REQUIRED WORK. Copy out each line of the data below in which the string "clone" appears.

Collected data
——————————

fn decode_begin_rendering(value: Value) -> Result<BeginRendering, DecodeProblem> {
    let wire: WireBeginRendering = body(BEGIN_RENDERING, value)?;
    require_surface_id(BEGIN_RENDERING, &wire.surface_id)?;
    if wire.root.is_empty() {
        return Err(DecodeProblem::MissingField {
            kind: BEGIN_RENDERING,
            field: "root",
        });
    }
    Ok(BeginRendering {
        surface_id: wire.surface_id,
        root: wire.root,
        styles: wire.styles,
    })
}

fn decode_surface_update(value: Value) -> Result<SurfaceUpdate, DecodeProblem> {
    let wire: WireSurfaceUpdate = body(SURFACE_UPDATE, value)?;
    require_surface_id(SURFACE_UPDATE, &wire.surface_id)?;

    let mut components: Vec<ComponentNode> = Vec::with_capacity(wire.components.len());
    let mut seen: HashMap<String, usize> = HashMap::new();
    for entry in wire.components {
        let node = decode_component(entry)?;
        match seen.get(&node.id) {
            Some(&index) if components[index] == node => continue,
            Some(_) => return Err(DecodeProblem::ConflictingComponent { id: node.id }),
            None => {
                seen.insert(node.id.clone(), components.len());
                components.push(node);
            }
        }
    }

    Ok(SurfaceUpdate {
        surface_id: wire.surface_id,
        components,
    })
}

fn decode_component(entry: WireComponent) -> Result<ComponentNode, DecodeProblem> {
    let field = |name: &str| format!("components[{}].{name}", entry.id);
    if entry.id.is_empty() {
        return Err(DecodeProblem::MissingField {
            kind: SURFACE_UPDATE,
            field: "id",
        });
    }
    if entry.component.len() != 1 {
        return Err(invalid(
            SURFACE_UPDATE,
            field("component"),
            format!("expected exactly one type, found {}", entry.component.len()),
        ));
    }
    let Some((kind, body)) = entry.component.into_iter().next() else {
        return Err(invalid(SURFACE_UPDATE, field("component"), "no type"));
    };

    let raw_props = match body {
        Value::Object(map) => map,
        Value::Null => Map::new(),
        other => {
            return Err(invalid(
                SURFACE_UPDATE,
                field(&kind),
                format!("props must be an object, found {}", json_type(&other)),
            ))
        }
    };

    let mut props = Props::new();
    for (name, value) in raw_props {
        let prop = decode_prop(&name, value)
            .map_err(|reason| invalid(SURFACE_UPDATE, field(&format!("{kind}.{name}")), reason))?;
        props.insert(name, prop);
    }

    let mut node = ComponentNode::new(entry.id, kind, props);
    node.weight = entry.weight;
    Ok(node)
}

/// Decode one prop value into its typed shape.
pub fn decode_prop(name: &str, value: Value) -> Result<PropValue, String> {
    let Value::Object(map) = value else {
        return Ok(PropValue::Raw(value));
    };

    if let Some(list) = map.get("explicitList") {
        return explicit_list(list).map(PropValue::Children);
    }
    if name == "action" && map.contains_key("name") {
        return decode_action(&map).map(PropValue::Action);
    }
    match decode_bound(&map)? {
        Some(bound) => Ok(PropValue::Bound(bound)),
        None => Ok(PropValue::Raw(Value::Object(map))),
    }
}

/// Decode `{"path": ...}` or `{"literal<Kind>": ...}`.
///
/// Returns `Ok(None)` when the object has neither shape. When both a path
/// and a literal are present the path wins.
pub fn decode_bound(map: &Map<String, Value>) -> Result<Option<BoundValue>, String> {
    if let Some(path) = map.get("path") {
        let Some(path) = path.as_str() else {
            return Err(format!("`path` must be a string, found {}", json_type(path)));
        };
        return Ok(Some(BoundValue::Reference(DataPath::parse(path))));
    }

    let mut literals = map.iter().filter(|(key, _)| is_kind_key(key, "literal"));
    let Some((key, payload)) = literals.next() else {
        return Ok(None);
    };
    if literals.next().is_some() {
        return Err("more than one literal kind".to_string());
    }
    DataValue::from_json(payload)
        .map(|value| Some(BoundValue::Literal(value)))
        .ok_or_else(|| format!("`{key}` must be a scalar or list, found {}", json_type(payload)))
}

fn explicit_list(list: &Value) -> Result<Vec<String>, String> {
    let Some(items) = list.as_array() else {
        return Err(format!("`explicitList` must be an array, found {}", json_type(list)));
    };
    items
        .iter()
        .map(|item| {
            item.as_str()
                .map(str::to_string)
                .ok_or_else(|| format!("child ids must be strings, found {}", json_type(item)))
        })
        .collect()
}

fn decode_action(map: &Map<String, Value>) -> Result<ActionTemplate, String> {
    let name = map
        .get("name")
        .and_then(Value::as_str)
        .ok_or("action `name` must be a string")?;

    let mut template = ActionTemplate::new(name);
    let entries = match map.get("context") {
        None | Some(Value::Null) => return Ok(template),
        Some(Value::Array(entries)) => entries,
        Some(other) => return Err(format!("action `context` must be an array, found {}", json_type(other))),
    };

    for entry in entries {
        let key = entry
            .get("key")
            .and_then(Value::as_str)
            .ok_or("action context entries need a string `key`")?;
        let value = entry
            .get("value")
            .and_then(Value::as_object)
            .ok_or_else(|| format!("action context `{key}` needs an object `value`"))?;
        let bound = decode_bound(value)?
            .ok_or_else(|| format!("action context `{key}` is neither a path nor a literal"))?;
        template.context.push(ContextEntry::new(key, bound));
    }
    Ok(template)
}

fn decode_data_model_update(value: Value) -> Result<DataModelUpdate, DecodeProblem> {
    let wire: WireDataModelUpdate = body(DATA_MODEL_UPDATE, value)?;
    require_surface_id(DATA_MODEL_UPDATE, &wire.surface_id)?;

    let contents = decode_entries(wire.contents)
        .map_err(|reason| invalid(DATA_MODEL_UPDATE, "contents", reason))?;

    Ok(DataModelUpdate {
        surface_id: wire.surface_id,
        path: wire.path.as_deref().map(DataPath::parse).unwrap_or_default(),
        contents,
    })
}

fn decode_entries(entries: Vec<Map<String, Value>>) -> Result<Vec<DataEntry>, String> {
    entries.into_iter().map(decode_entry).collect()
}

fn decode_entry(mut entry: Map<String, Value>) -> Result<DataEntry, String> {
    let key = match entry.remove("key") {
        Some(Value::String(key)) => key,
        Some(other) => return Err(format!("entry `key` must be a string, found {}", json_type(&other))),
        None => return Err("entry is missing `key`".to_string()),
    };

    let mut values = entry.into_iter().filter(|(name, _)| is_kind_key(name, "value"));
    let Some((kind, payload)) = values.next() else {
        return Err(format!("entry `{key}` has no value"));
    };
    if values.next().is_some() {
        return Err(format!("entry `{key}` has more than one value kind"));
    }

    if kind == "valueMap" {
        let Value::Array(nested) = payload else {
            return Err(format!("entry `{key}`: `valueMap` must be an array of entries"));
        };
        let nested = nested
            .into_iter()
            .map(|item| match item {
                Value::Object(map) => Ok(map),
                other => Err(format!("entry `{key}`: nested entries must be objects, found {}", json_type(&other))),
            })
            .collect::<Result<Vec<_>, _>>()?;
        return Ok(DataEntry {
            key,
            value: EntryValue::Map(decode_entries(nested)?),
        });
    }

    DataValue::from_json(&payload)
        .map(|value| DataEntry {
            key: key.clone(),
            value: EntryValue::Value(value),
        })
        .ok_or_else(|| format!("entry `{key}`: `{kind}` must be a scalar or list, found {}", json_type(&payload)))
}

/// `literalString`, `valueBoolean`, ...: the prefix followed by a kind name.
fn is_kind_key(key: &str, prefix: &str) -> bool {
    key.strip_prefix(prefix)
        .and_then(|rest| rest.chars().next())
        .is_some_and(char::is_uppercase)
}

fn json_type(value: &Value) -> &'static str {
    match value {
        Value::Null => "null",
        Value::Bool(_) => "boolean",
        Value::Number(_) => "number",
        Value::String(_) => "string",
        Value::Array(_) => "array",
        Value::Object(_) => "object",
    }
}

——————————

EXERCISE RESPONSE.
                seen.insert(node.id.clone(), components.len());
            key: key.clone(),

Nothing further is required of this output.